▸ **EXERCISE GOAL**: Word for word, give the entries back.

[Stored entries]
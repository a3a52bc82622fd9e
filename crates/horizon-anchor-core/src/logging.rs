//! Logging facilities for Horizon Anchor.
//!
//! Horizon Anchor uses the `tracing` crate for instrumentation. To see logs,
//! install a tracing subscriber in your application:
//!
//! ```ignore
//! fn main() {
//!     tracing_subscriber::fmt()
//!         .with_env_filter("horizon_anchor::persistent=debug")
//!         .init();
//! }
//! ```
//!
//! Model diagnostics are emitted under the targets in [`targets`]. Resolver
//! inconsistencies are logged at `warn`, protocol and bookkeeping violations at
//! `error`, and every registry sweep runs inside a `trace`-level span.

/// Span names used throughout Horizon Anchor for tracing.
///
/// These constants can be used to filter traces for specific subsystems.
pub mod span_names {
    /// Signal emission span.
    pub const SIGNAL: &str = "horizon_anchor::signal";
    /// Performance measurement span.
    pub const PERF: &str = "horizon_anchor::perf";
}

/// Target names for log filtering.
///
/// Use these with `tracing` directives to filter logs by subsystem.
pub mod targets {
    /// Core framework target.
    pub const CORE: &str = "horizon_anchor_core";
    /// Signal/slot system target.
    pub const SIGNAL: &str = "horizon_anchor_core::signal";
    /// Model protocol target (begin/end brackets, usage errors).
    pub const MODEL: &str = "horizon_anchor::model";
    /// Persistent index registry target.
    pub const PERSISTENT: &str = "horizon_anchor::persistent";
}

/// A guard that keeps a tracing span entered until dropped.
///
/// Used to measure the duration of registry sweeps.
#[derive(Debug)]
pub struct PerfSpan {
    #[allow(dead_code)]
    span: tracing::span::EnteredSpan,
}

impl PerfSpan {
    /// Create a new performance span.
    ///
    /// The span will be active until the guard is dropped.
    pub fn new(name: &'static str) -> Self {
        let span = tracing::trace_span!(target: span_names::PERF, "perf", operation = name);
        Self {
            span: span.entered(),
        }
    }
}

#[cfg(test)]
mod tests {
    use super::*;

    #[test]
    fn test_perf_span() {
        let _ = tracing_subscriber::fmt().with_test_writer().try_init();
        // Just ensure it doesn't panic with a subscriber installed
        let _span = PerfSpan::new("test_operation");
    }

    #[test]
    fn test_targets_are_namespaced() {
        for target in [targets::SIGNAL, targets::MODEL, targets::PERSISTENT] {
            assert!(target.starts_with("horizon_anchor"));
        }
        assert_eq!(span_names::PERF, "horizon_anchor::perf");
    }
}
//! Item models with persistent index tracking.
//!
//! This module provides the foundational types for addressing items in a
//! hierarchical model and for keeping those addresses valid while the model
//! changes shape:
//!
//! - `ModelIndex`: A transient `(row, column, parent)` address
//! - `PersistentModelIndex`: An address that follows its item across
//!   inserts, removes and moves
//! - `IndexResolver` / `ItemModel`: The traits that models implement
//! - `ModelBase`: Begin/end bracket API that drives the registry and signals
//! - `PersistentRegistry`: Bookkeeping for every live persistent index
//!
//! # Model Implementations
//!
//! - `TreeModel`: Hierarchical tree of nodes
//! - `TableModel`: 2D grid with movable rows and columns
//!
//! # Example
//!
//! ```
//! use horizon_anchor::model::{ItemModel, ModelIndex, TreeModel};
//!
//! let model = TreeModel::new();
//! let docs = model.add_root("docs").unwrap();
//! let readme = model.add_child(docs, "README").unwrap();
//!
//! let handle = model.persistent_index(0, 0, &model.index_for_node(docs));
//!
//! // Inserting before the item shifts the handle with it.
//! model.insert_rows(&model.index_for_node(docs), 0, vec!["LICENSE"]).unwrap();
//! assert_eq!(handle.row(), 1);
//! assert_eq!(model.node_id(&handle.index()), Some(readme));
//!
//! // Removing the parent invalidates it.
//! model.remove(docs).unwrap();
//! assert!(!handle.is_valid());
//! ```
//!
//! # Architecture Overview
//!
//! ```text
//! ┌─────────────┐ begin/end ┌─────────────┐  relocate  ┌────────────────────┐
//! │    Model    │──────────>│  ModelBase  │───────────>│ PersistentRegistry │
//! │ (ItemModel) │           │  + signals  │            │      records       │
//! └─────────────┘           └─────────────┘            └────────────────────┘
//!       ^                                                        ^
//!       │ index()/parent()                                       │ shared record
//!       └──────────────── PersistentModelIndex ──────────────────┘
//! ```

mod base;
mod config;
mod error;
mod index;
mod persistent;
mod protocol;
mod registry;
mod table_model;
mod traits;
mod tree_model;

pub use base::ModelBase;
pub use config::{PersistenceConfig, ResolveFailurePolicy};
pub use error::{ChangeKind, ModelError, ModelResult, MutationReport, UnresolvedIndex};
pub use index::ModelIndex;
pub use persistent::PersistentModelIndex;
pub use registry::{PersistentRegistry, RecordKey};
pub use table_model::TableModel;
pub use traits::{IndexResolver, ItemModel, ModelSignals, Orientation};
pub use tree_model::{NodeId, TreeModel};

▸ **SOLUTION TO THE PROBLEM**:
repository a3a52bc82622fd9e
filename crates/horizon-anchor-core/src/logging.rs
//! Logging facilities for Horizon Anchor.
//!
//! Horizon Anchor uses the `tracing` crate for instrumentation. To see logs,
//! install a tracing subscriber in your application:
//!
//! ```ignore
//! fn main() {
//!     tracing_subscriber::fmt()
//!         .with_env_filter("horizon_anchor::persistent=debug")
//!         .init();
//! }
//! ```
//!
//! Model diagnostics are emitted under the targets in [`targets`]. Resolver
//! inconsistencies are logged at `warn`, protocol and bookkeeping violations at
//! `error`, and every registry sweep runs inside a `trace`-level span.

/// Span names used throughout Horizon Anchor for tracing.
///
/// These constants can be used to filter traces for specific subsystems.
pub mod span_names {
    /// Signal emission span.
    pub const SIGNAL: &str = "horizon_anchor::signal";
    /// Performance measurement span.
    pub const PERF: &str = "horizon_anchor::perf";
}

/// Target names for log filtering.
///
/// Use these with `tracing` directives to filter logs by subsystem.
pub mod targets {
    /// Core framework target.
    pub const CORE: &str = "horizon_anchor_core";
    /// Signal/slot system target.
    pub const SIGNAL: &str = "horizon_anchor_core::signal";
    /// Model protocol target (begin/end brackets, usage errors).
    pub const MODEL: &str = "horizon_anchor::model";
    /// Persistent index registry target.
    pub const PERSISTENT: &str = "horizon_anchor::persistent";
}

/// A guard that keeps a tracing span entered until dropped.
///
/// Used to measure the duration of registry sweeps.
#[derive(Debug)]
pub struct PerfSpan {
    #[allow(dead_code)]
    span: tracing::span::EnteredSpan,
}

impl PerfSpan {
    /// Create a new performance span.
    ///
    /// The span will be active until the guard is dropped.
    pub fn new(name: &'static str) -> Self {
        let span = tracing::trace_span!(target: span_names::PERF, "perf", operation = name);
        Self {
            span: span.entered(),
        }
    }
}

#[cfg(test)]
mod tests {
    use super::*;

    #[test]
    fn test_perf_span() {
        let _ = tracing_subscriber::fmt().with_test_writer().try_init();
        // Just ensure it doesn't panic with a subscriber installed
        let _span = PerfSpan::new("test_operation");
    }

    #[test]
    fn test_targets_are_namespaced() {
        for target in [targets::SIGNAL, targets::MODEL, targets::PERSISTENT] {
            assert!(target.starts_with("horizon_anchor"));
        }
        assert_eq!(span_names::PERF, "horizon_anchor::perf");
    }
}
//! Item models with persistent index tracking.
//!
//! This module provides the foundational types for addressing items in a
//! hierarchical model and for keeping those addresses valid while the model
//! changes shape:
//!
//! - `ModelIndex`: A transient `(row, column, parent)` address
//! - `PersistentModelIndex`: An address that follows its item across
//!   inserts, removes and moves
//! - `IndexResolver` / `ItemModel`: The traits that models implement
//! - `ModelBase`: Begin/end bracket API that drives the registry and signals
//! - `PersistentRegistry`: Bookkeeping for every live persistent index
//!
//! # Model Implementations
//!
//! - `TreeModel`: Hierarchical tree of nodes
//! - `TableModel`: 2D grid with movable rows and columns
//!
//! # Example
//!
//! ```
//! use horizon_anchor::model::{ItemModel, ModelIndex, TreeModel};
//!
//! let model = TreeModel::new();
//! let docs = model.add_root("docs").unwrap();
//! let readme = model.add_child(docs, "README").unwrap();
//!
//! let handle = model.persistent_index(0, 0, &model.index_for_node(docs));
//!
//! // Inserting before the item shifts the handle with it.
//! model.insert_rows(&model.index_for_node(docs), 0, vec!["LICENSE"]).unwrap();
//! assert_eq!(handle.row(), 1);
//! assert_eq!(model.node_id(&handle.index()), Some(readme));
//!
//! // Removing the parent invalidates it.
//! model.remove(docs).unwrap();
//! assert!(!handle.is_valid());
//! ```
//!
//! # Architecture Overview
//!
//! ```text
//! ┌─────────────┐ begin/end ┌─────────────┐  relocate  ┌────────────────────┐
//! │    Model    │──────────>│  ModelBase  │───────────>│ PersistentRegistry │
//! │ (ItemModel) │           │  + signals  │            │      records       │
//! └─────────────┘           └─────────────┘            └────────────────────┘
//!       ^                                                        ^
//!       │ index()/parent()                                       │ shared record
//!       └──────────────── PersistentModelIndex ──────────────────┘
//! ```

mod base;
mod config;
mod error;
mod index;
mod persistent;
mod protocol;
mod registry;
mod table_model;
mod traits;
mod tree_model;

pub use base::ModelBase;
pub use config::{PersistenceConfig, ResolveFailurePolicy};
pub use error::{ChangeKind, ModelError, ModelResult, MutationReport, UnresolvedIndex};
pub use index::ModelIndex;
pub use persistent::PersistentModelIndex;
pub use registry::{PersistentRegistry, RecordKey};
pub use table_model::TableModel;
pub use traits::{IndexResolver, ItemModel, ModelSignals, Orientation};
pub use tree_model::{NodeId, TreeModel};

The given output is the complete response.